Fun and Games in Williamstown 2025By Stephen Dravis, iBerkshires Staff 05:07AM / Saturday, January 03, 2026 | |
It was not all fun and games in Williamstown in 2025 ... but a lot of it was.
The town made progress on several fronts to add amenities for recreation and physical fitness.
The biggest and most expensive project is at Mount Greylock Regional School, a new eight-lane track and natural grass athletic field for the school's soccer and lacrosse programs.
The track was long needed for a school where track and field is one of the largest and most successful interscholastic athletic programs — even without an on-campus facility.
With the new oval that entered into service in March, the Mounties' girls team won a second straight state championship in June.
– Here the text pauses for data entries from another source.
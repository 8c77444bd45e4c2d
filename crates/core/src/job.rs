//! The ephemeral per-job record.
//!
//! A [`Job`] is created when a submission succeeds and lives only as long
//! as the caller's submit/poll/resolve sequence. The poller updates the
//! status and poll time; result resolution fills in URLs. Nothing here is
//! persisted.

use crate::error::TaskError;
use crate::ids::TaskId;
use crate::status::TaskStatus;
use crate::types::Timestamp;

/// Outcome of applying an observed provider status to a [`Job`].
#[derive(Debug, Clone, Copy, PartialEq, Eq)]
pub enum StatusChange {
    /// The job moved forward in its lifecycle.
    Advanced { from: TaskStatus, to: TaskStatus },
    /// The provider repeated the current status.
    Unchanged,
    /// The observation would move the job backwards or out of a terminal
    /// state, and was not applied.
    Ignored { current: TaskStatus, observed: TaskStatus },
}

/// Local view of one remote task.
#[derive(Debug, Clone)]
pub struct Job {
    task_id: TaskId,
    region_id: String,
    status: TaskStatus,
    submitted_at: Timestamp,
    last_polled_at: Option<Timestamp>,
    result_urls: Vec<String>,
    error: Option<TaskError>,
}

impl Job {
    /// A freshly submitted job, in `PENDING`.
    pub fn new(task_id: TaskId, region_id: impl Into<String>, submitted_at: Timestamp) -> Self {
        Self {
            task_id,
            region_id: region_id.into(),
            status: TaskStatus::Pending,
            submitted_at,
            last_polled_at: None,
            result_urls: Vec::new(),
            error: None,
        }
    }

    /// Apply a status observed at `polled_at`.
    ///
    /// The poll time is always recorded; the status only moves forward.
    pub fn record_poll(&mut self, observed: TaskStatus, polled_at: Timestamp) -> StatusChange {
        self.last_polled_at = Some(polled_at);
        if observed == self.status {
            StatusChange::Unchanged
        } else if self.status.can_transition(observed) {
            let from = self.status;
            self.status = observed;
            StatusChange::Advanced { from, to: observed }
        } else {
            StatusChange::Ignored {
                current: self.status,
                observed,
            }
        }
    }

    /// Store the resolved result URLs.
    pub fn set_result_urls(&mut self, urls: Vec<String>) {
        self.result_urls = urls;
    }

    /// Remember the error that ended this job's local lifecycle.
    pub fn set_error(&mut self, error: TaskError) {
        self.error = Some(error);
    }

    pub fn task_id(&self) -> &TaskId {
        &self.task_id
    }

    pub fn region_id(&self) -> &str {
        &self.region_id
    }

    pub fn status(&self) -> TaskStatus {
        self.status
    }

    pub fn submitted_at(&self) -> Timestamp {
        self.submitted_at
    }

    pub fn last_polled_at(&self) -> Option<Timestamp> {
        self.last_polled_at
    }

    pub fn result_urls(&self) -> &[String] {
        &self.result_urls
    }

    pub fn error(&self) -> Option<&TaskError> {
        self.error.as_ref()
    }

    /// Consume the record, keeping only the result URLs.
    pub fn into_result_urls(self) -> Vec<String> {
        self.result_urls
    }
}
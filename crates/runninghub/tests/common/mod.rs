//! Shared fixtures: an in-process fake RunningHub server and a scripted
//! in-memory [`TaskApi`].

#![allow(dead_code)]

use std::collections::{HashMap, VecDeque};
use std::sync::atomic::{AtomicUsize, Ordering};
use std::sync::{Arc, Mutex};

use async_trait::async_trait;
use axum::body::Bytes;
use axum::extract::State;
use axum::http::{HeaderMap, StatusCode, Uri};
use axum::Json;
use axum::Router;
use photofx_core::submission::JobSubmission;
use photofx_core::{RegionConfig, TaskError, TaskId, TaskStatus};
use photofx_runninghub::TaskApi;
use serde_json::{json, Value};

// ---------------------------------------------------------------------------
// Fake provider server
// ---------------------------------------------------------------------------

/// One request the fake provider received.
#[derive(Debug, Clone)]
pub struct RecordedRequest {
    pub path: String,
    pub host: Option<String>,
    pub body: Value,
}

#[derive(Default)]
struct ProviderState {
    requests: Vec<RecordedRequest>,
    /// Scripted replies per path. The last reply for a path repeats.
    replies: HashMap<String, VecDeque<(StatusCode, Value)>>,
}

/// A RunningHub stand-in bound to `127.0.0.1:0`.
#[derive(Clone)]
pub struct FakeProvider {
    pub base_url: String,
    state: Arc<Mutex<ProviderState>>,
}

impl FakeProvider {
    /// Start the server on an ephemeral port.
    pub async fn start() -> Self {
        let state = Arc::new(Mutex::new(ProviderState::default()));
        let app = Router::new()
            .fallback(handle)
            .with_state(Arc::clone(&state));

        let listener = tokio::net::TcpListener::bind("127.0.0.1:0")
            .await
            .expect("bind fake provider");
        let addr = listener.local_addr().expect("local addr");
        tokio::spawn(async move {
            let _ = axum::serve(listener, app).await;
        });

        Self {
            base_url: format!("http://{addr}"),
            state,
        }
    }

    /// A region entry pointing at this server with the given `Host` header.
    pub fn region(&self, id: &str, host: &str) -> RegionConfig {
        RegionConfig::new(id, &self.base_url, host)
    }

    /// Queue a `200 OK` JSON reply for `path`.
    pub fn reply(&self, path: &str, body: Value) -> &Self {
        self.reply_with_status(path, StatusCode::OK, body)
    }

    /// Queue a reply with an explicit HTTP status for `path`.
    pub fn reply_with_status(&self, path: &str, status: StatusCode, body: Value) -> &Self {
        self.lock()
            .replies
            .entry(path.to_string())
            .or_default()
            .push_back((status, body));
        self
    }

    /// All requests received so far.
    pub fn requests(&self) -> Vec<RecordedRequest> {
        self.lock().requests.clone()
    }

    /// Requests received for one path.
    pub fn requests_to(&self, path: &str) -> Vec<RecordedRequest> {
        self.lock()
            .requests
            .iter()
            .filter(|r| r.path == path)
            .cloned()
            .collect()
    }

    fn lock(&self) -> std::sync::MutexGuard<'_, ProviderState> {
        self.state.lock().expect("provider state poisoned")
    }
}

async fn handle(
    State(state): State<Arc<Mutex<ProviderState>>>,
    uri: Uri,
    headers: HeaderMap,
    body: Bytes,
) -> (StatusCode, Json<Value>) {
    let path = uri.path().to_string();
    let host = headers
        .get(axum::http::header::HOST)
        .and_then(|v| v.to_str().ok())
        .map(str::to_string);
    let body = serde_json::from_slice(&body).unwrap_or(Value::Null);

    let mut state = state.lock().expect("provider state poisoned");
    state.requests.push(RecordedRequest {
        path: path.clone(),
        host,
        body,
    });

    let Some(queue) = state.replies.get_mut(&path) else {
        return (
            StatusCode::NOT_FOUND,
            Json(json!({"code": 404, "msg": "no such route"})),
        );
    };
    let reply = if queue.len() > 1 {
        queue.pop_front()
    } else {
        queue.front().cloned()
    };
    match reply {
        Some((status, body)) => (status, Json(body)),
        None => (
            StatusCode::NOT_FOUND,
            Json(json!({"code": 404, "msg": "no scripted reply"})),
        ),
    }
}

/// `{"code": 0, "msg": "success", "data": data}`.
pub fn ok(data: Value) -> Value {
    json!({"code": 0, "msg": "success", "data": data})
}

/// A non-zero provider envelope.
pub fn provider_error(code: i64, msg: &str) -> Value {
    json!({"code": code, "msg": msg, "data": null})
}

// ---------------------------------------------------------------------------
// Scripted TaskApi
// ---------------------------------------------------------------------------

/// In-memory [`TaskApi`] that replays a status script.
///
/// The last scripted status repeats once the script runs out.
pub struct ScriptedApi {
    region: RegionConfig,
    statuses: Mutex<VecDeque<Result<TaskStatus, TaskError>>>,
    result: Value,
    cancel_reply: Result<bool, TaskError>,
    failure_reason: Option<String>,
    pub status_calls: AtomicUsize,
    pub result_calls: AtomicUsize,
    pub cancel_calls: AtomicUsize,
}

impl ScriptedApi {
    pub fn new(statuses: Vec<Result<TaskStatus, TaskError>>) -> Self {
        Self {
            region: RegionConfig::new("hongkong", "https://www.runninghub.ai", "www.runninghub.ai"),
            statuses: Mutex::new(statuses.into()),
            result: json!(["/outputs/result.png"]),
            cancel_reply: Ok(true),
            failure_reason: None,
            status_calls: AtomicUsize::new(0),
            result_calls: AtomicUsize::new(0),
            cancel_calls: AtomicUsize::new(0),
        }
    }

    pub fn with_result(mut self, result: Value) -> Self {
        self.result = result;
        self
    }

    pub fn with_cancel_reply(mut self, reply: Result<bool, TaskError>) -> Self {
        self.cancel_reply = reply;
        self
    }

    pub fn with_failure_reason(mut self, reason: &str) -> Self {
        self.failure_reason = Some(reason.to_string());
        self
    }

    pub fn status_calls(&self) -> usize {
        self.status_calls.load(Ordering::SeqCst)
    }

    pub fn result_calls(&self) -> usize {
        self.result_calls.load(Ordering::SeqCst)
    }

    pub fn cancel_calls(&self) -> usize {
        self.cancel_calls.load(Ordering::SeqCst)
    }
}

#[async_trait]
impl TaskApi for ScriptedApi {
    fn region(&self) -> &RegionConfig {
        &self.region
    }

    async fn submit(&self, _submission: &JobSubmission) -> Result<TaskId, TaskError> {
        Ok(TaskId::new("1910246754753896450"))
    }

    async fn get_status(&self, _task_id: &TaskId) -> Result<TaskStatus, TaskError> {
        self.status_calls.fetch_add(1, Ordering::SeqCst);
        let mut script = self.statuses.lock().expect("script poisoned");
        let next = if script.len() > 1 {
            script.pop_front()
        } else {
            script.front().cloned()
        };
        next.unwrap_or(Ok(TaskStatus::Running))
    }

    async fn get_result(&self, _task_id: &TaskId) -> Result<Value, TaskError> {
        self.result_calls.fetch_add(1, Ordering::SeqCst);
        Ok(self.result.clone())
    }

    async fn cancel(&self, _task_id: &TaskId) -> Result<bool, TaskError> {
        self.cancel_calls.fetch_add(1, Ordering::SeqCst);
        self.cancel_reply.clone()
    }

    async fn failure_reason(&self, _task_id: &TaskId) -> Option<String> {
        self.failure_reason.clone()
    }
}
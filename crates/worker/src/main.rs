//! `photofx-worker` -- runs one RunningHub image job to completion.
//!
//! Submits the job described by the environment, polls it until it
//! reaches a terminal state, and prints the resolved output URLs as a JSON
//! array on stdout. Ctrl-C cancels the remote task before exiting.
//!
//! # Environment variables
//!
//! | Variable                | Required | Default              | Description                              |
//! |-------------------------|----------|----------------------|------------------------------------------|
//! | `RUNNINGHUB_API_KEY`    | yes      | --                   | Provider API key                          |
//! | `RUNNINGHUB_REGION`     | no       | `hongkong`           | Default region (`hongkong` or `china`)    |
//! | `JOB_APP_ID`            | one of   | --                   | AI application id                         |
//! | `JOB_WORKFLOW_ID`       | one of   | --                   | Workflow id                               |
//! | `JOB_NODE_INFO`         | no       | `[]`                 | JSON array of node/field assignments      |
//! | `JOB_REGION`            | no       | `RUNNINGHUB_REGION`  | Region for this job                       |
//! | `JOB_POLL_TIMEOUT_SECS` | no       | `POLL_TIMEOUT_SECS`  | Polling budget for this job               |
//!
//! Timeouts and poll tuning are documented on
//! [`OrchestratorConfig::from_env`](photofx_runninghub::OrchestratorConfig::from_env).

use photofx_runninghub::{JobEvent, Orchestrator, OrchestratorConfig};
use photofx_worker::job::JobRequest;
use tokio::sync::broadcast::{self, error::RecvError};
use tokio_util::sync::CancellationToken;
use tracing_subscriber::{layer::SubscriberExt, util::SubscriberInitExt};

#[tokio::main]
async fn main() -> anyhow::Result<()> {
    dotenvy::dotenv().ok();

    tracing_subscriber::registry()
        .with(
            tracing_subscriber::EnvFilter::try_from_default_env()
                .unwrap_or_else(|_| "photofx_worker=info,photofx_runninghub=info".into()),
        )
        .with(tracing_subscriber::fmt::layer())
        .init();

    let config = OrchestratorConfig::from_env()?;
    let request = JobRequest::from_env(&config.default_region)?;

    tracing::info!(
        region = %request.region,
        target = request.spec.target.kind(),
        target_id = %request.spec.target.id_str(),
        node_count = request.spec.node_info_list.len(),
        "Starting photofx-worker",
    );

    let orchestrator = Orchestrator::from_config(&config);
    tokio::spawn(log_events(orchestrator.subscribe()));

    let cancel = CancellationToken::new();
    let interrupt = cancel.clone();
    tokio::spawn(async move {
        if tokio::signal::ctrl_c().await.is_ok() {
            tracing::info!("Interrupt received, cancelling job");
            interrupt.cancel();
        }
    });

    match orchestrator
        .poll_until_done(&request.region, &request.spec, request.overrides, &cancel)
        .await
    {
        Ok(urls) => {
            tracing::info!(result_count = urls.len(), "Job completed");
            println!("{}", serde_json::to_string_pretty(&urls)?);
            Ok(())
        }
        Err(e) => {
            tracing::error!(
                code = e.code(),
                retry_later = e.is_worth_retrying_later(),
                error = %e,
                "Job did not complete",
            );
            Err(e.into())
        }
    }
}

/// Log every lifecycle event as structured JSON at debug level.
async fn log_events(mut rx: broadcast::Receiver<JobEvent>) {
    loop {
        match rx.recv().await {
            Ok(event) => match serde_json::to_string(&event) {
                Ok(json) => tracing::debug!(task_id = %event.task_id(), event = %json, "Job event"),
                Err(e) => tracing::warn!(error = %e, "Failed to serialize job event"),
            },
            Err(RecvError::Lagged(skipped)) => {
                tracing::warn!(skipped, "Job event log lagged");
            }
            Err(RecvError::Closed) => break,
        }
    }
}
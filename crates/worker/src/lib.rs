//! `photofx-worker` library crate.
//!
//! Re-exports internal modules for testing. The binary entrypoint lives
//! in `main.rs`.

pub mod job;
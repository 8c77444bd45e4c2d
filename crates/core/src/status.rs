//! Task status values and the monotonic lifecycle state machine.
//!
//! ```text
//! PENDING -> RUNNING -> { SUCCESS, FAILED, CANCELLED }
//!    \___________________________/^
//! ```
//!
//! `PENDING` may be skipped. Terminal states have no outgoing transitions.

use serde::Serialize;

/// Lifecycle state of a remote task as reported by the provider.
#[derive(Debug, Clone, Copy, PartialEq, Eq, Hash, Serialize)]
#[serde(rename_all = "SCREAMING_SNAKE_CASE")]
pub enum TaskStatus {
    Pending,
    Running,
    Success,
    Failed,
    Cancelled,
}

impl TaskStatus {
    /// Canonical wire representation.
    pub fn as_str(&self) -> &'static str {
        match self {
            TaskStatus::Pending => "PENDING",
            TaskStatus::Running => "RUNNING",
            TaskStatus::Success => "SUCCESS",
            TaskStatus::Failed => "FAILED",
            TaskStatus::Cancelled => "CANCELLED",
        }
    }

    /// Parse a provider status string, accepting known synonyms.
    ///
    /// Matching is case-insensitive and ignores surrounding whitespace.
    /// Returns `None` for anything unrecognised.
    pub fn parse(raw: &str) -> Option<Self> {
        match raw.trim().to_ascii_uppercase().as_str() {
            "PENDING" | "QUEUED" | "WAITING" | "CREATE" => Some(TaskStatus::Pending),
            "RUNNING" | "PROCESSING" | "IN_PROGRESS" => Some(TaskStatus::Running),
            "SUCCESS" | "SUCCEED" | "SUCCEEDED" | "COMPLETED" => Some(TaskStatus::Success),
            "FAILED" | "FAILURE" | "ERROR" => Some(TaskStatus::Failed),
            "CANCELLED" | "CANCELED" => Some(TaskStatus::Cancelled),
            _ => None,
        }
    }

    /// Whether no further transition can leave this status.
    pub fn is_terminal(&self) -> bool {
        matches!(
            self,
            TaskStatus::Success | TaskStatus::Failed | TaskStatus::Cancelled
        )
    }

    /// Position in the lifecycle; all terminal states share the last rank.
    fn rank(&self) -> u8 {
        match self {
            TaskStatus::Pending => 0,
            TaskStatus::Running => 1,
            TaskStatus::Success | TaskStatus::Failed | TaskStatus::Cancelled => 2,
        }
    }

    /// Check whether moving from `self` to `next` is a forward transition.
    ///
    /// Staying in the same status is not a transition and returns `false`.
    pub fn can_transition(&self, next: TaskStatus) -> bool {
        !self.is_terminal() && next.rank() > self.rank()
    }
}

impl std::fmt::Display for TaskStatus {
    fn fmt(&self, f: &mut std::fmt::Formatter<'_>) -> std::fmt::Result {
        f.write_str(self.as_str())
    }
}
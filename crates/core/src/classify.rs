//! Provider response classification.
//!
//! Maps the provider's `{code, msg}` envelope and raw HTTP statuses onto
//! [`TaskError`] so the client and the poller report the same vocabulary.
//! The provider's codes are not documented as stable, so classification
//! keys off message markers and falls back to [`TaskError::Provider`].

use crate::error::TaskError;

/// Envelope `code` the provider uses for success.
pub const CODE_SUCCESS: i64 = 0;

/// Message fragments meaning the referenced entity does not exist.
const NOT_FOUND_MARKERS: &[&str] = &["not exist", "not_exist", "not found", "not_found"];

/// Message fragments meaning the submitted parameters were rejected.
const INVALID_PARAMETER_MARKERS: &[&str] = &[
    "invalid_node_info",
    "params_invalid",
    "param_invalid",
    "invalid param",
    "parameter invalid",
    "validate",
];

/// Message fragments meaning the provider gave up waiting on something upstream.
const TRANSIENT_MARKERS: &[&str] = &["timeout", "timed out", "try again later"];

/// Classify a non-zero provider envelope into a typed error.
///
/// `code == 0` is not an error; callers must check for success first.
/// Passing a zero code here still yields [`TaskError::Provider`] so the
/// mistake is visible rather than silent.
pub fn classify_provider_response(code: i64, msg: &str) -> TaskError {
    let lowered = msg.to_ascii_lowercase();
    let message = if msg.is_empty() {
        format!("provider returned code {code}")
    } else {
        msg.to_string()
    };

    if contains_any(&lowered, NOT_FOUND_MARKERS) {
        TaskError::NotFound(message)
    } else if contains_any(&lowered, INVALID_PARAMETER_MARKERS) {
        TaskError::InvalidParameter(message)
    } else if contains_any(&lowered, TRANSIENT_MARKERS) {
        TaskError::TransientNetwork(message)
    } else {
        TaskError::Provider { code, message }
    }
}

/// Classify a non-2xx HTTP status.
///
/// - 408, 429 and every 5xx are transient (gateway trouble, throttling).
/// - 404 is [`TaskError::NotFound`] only when the body says so; a bare 404
///   usually means a wrong base URL, which is a provider error.
/// - Everything else is [`TaskError::Provider`] carrying the status as code.
pub fn classify_http_status(status: u16, body: &str) -> TaskError {
    if status == 408 || status == 429 || (500..600).contains(&status) {
        return TaskError::TransientNetwork(format!("HTTP {status}: {}", truncate(body)));
    }
    let lowered = body.to_ascii_lowercase();
    if status == 404 && contains_any(&lowered, NOT_FOUND_MARKERS) {
        return TaskError::NotFound(truncate(body).to_string());
    }
    TaskError::Provider {
        code: i64::from(status),
        message: truncate(body).to_string(),
    }
}

fn contains_any(haystack: &str, needles: &[&str]) -> bool {
    needles.iter().any(|n| haystack.contains(n))
}

/// Keep log lines and error messages bounded when a gateway returns HTML.
fn truncate(body: &str) -> &str {
    const MAX_BODY_CHARS: usize = 512;
    match body.char_indices().nth(MAX_BODY_CHARS) {
        Some((idx, _)) => &body[..idx],
        None => body,
    }
}
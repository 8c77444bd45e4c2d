//! String-only identifier newtypes.
//!
//! Provider identifiers are long digit strings (`"1907581130097192962"`)
//! that overflow an `f64` and are rejected by the provider when sent as
//! JSON numbers. These wrappers can only be built from text, never from an
//! integer, and always serialize as JSON strings.

use std::fmt;

use serde::de::{self, Visitor};
use serde::{Deserialize, Deserializer, Serialize};

/// Identifier of a published AI application (`webappId` on the wire).
#[derive(Debug, Clone, PartialEq, Eq, Hash, Serialize, Deserialize)]
#[serde(transparent)]
pub struct AppId(String);

/// Identifier of a raw workflow (`workflowId` on the wire).
#[derive(Debug, Clone, PartialEq, Eq, Hash, Serialize, Deserialize)]
#[serde(transparent)]
pub struct WorkflowId(String);

/// Provider-issued task identifier.
///
/// Serializes as a string. Deserializes from a string or, because some
/// provider responses emit it unquoted, from an integer whose decimal
/// digits are kept verbatim.
#[derive(Debug, Clone, PartialEq, Eq, Hash, Serialize)]
#[serde(transparent)]
pub struct TaskId(String);

impl AppId {
    pub fn new(id: impl Into<String>) -> Self {
        Self(id.into())
    }

    pub fn as_str(&self) -> &str {
        &self.0
    }
}

impl WorkflowId {
    pub fn new(id: impl Into<String>) -> Self {
        Self(id.into())
    }

    pub fn as_str(&self) -> &str {
        &self.0
    }
}

impl TaskId {
    pub fn new(id: impl Into<String>) -> Self {
        Self(id.into())
    }

    pub fn as_str(&self) -> &str {
        &self.0
    }
}

impl fmt::Display for AppId {
    fn fmt(&self, f: &mut fmt::Formatter<'_>) -> fmt::Result {
        f.write_str(&self.0)
    }
}

impl fmt::Display for WorkflowId {
    fn fmt(&self, f: &mut fmt::Formatter<'_>) -> fmt::Result {
        f.write_str(&self.0)
    }
}

impl fmt::Display for TaskId {
    fn fmt(&self, f: &mut fmt::Formatter<'_>) -> fmt::Result {
        f.write_str(&self.0)
    }
}

impl From<&str> for AppId {
    fn from(s: &str) -> Self {
        Self::new(s)
    }
}

impl From<String> for AppId {
    fn from(s: String) -> Self {
        Self(s)
    }
}

impl From<&str> for WorkflowId {
    fn from(s: &str) -> Self {
        Self::new(s)
    }
}

impl From<String> for WorkflowId {
    fn from(s: String) -> Self {
        Self(s)
    }
}

impl From<&str> for TaskId {
    fn from(s: &str) -> Self {
        Self::new(s)
    }
}

impl From<String> for TaskId {
    fn from(s: String) -> Self {
        Self(s)
    }
}

impl<'de> Deserialize<'de> for TaskId {
    fn deserialize<D: Deserializer<'de>>(deserializer: D) -> Result<Self, D::Error> {
        string_or_integer(deserializer).map(TaskId)
    }
}

// ---------------------------------------------------------------------------
// Lenient string deserialization
// ---------------------------------------------------------------------------

struct StringOrInteger;

impl<'de> Visitor<'de> for StringOrInteger {
    type Value = String;

    fn expecting(&self, f: &mut fmt::Formatter<'_>) -> fmt::Result {
        f.write_str("a string or an integer")
    }

    fn visit_str<E: de::Error>(self, v: &str) -> Result<String, E> {
        Ok(v.to_string())
    }

    fn visit_string<E: de::Error>(self, v: String) -> Result<String, E> {
        Ok(v)
    }

    fn visit_u64<E: de::Error>(self, v: u64) -> Result<String, E> {
        Ok(v.to_string())
    }

    fn visit_i64<E: de::Error>(self, v: i64) -> Result<String, E> {
        Ok(v.to_string())
    }
}

/// Deserialize a JSON string, or an integer rendered as its decimal digits.
///
/// Floats are rejected: a fractional identifier has already lost digits.
pub fn string_or_integer<'de, D>(deserializer: D) -> Result<String, D::Error>
where
    D: Deserializer<'de>,
{
    deserializer.deserialize_any(StringOrInteger)
}

/// Optional variant of [`string_or_integer`] for use with `#[serde(default)]`.
pub fn opt_string_or_integer<'de, D>(deserializer: D) -> Result<Option<String>, D::Error>
where
    D: Deserializer<'de>,
{
    #[derive(Deserialize)]
    struct Wrapped(#[serde(deserialize_with = "string_or_integer")] String);

    Option::<Wrapped>::deserialize(deserializer).map(|w| w.map(|Wrapped(s)| s))
}

#[cfg(test)]
mod tests {
    use super::*;

    #[test]
    fn digit_only_app_id_serializes_as_string() {
        let id = AppId::from("1907581130097192962");
        let json = serde_json::to_string(&id).unwrap();
        assert_eq!(json, r#""1907581130097192962""#);
    }

    #[test]
    fn task_id_accepts_quoted_digits() {
        let id: TaskId = serde_json::from_str(r#""1910246754753896450""#).unwrap();
        assert_eq!(id.as_str(), "1910246754753896450");
    }

    #[test]
    fn task_id_accepts_bare_integer_without_precision_loss() {
        let id: TaskId = serde_json::from_str("1910246754753896450").unwrap();
        assert_eq!(id.as_str(), "1910246754753896450");
    }

    #[test]
    fn task_id_rejects_float() {
        assert!(serde_json::from_str::<TaskId>("1.5").is_err());
    }

    #[test]
    fn opt_string_or_integer_handles_null_and_missing() {
        #[derive(Deserialize)]
        struct Probe {
            #[serde(default, deserialize_with = "opt_string_or_integer")]
            id: Option<String>,
        }

        let missing: Probe = serde_json::from_str("{}").unwrap();
        assert!(missing.id.is_none());

        let null: Probe = serde_json::from_str(r#"{"id":null}"#).unwrap();
        assert!(null.id.is_none());

        let number: Probe = serde_json::from_str(r#"{"id":39}"#).unwrap();
        assert_eq!(number.id.as_deref(), Some("39"));
    }

    #[test]
    fn display_is_raw_text() {
        assert_eq!(WorkflowId::new("42").to_string(), "42");
    }
}
use axum::{extract::State, Json};
use serde_json::{json, Value};

use crate::state::AppState;

/// GET /health
/// Liveness plus the size of the loaded catalog.
pub async fn health_handler(State(state): State<AppState>) -> Json<Value> {
    Json(json!({
        "status": "ok",
        "version": env!("CARGO_PKG_VERSION"),
        "service": "skillmatch-api",
        "catalog_roles": state.catalog.len()
    }))
}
And the facility at the middle-high school has a life beyond high school sports. The track is open to use by community members outside of school hours and when it is not being used by the team.
A different kind of track also opened for business this summer when Purple Valley Trails christened its Berlin Mountain Trail on the east side of town. The new mountain bike trail is the start of what organizers plan to be a 20- to 25-mile network of trails that will serve both the local community of bikers and attract visitors to the area.
Officials at the opening of the fitness court Williamstown.
In the residential part of town, Williamstown this year launched a new outdoor fitness court that offers workout opportunities along the heavily used Mohican Trail multi-use path.
Speaking of things that are heavily used, the playgrounds at Williamstown Elementary School long have been known as the most used public amenities in town — both by the pre-K through 6th grade population at the school and by children from Williamstown and beyond outside of school hours.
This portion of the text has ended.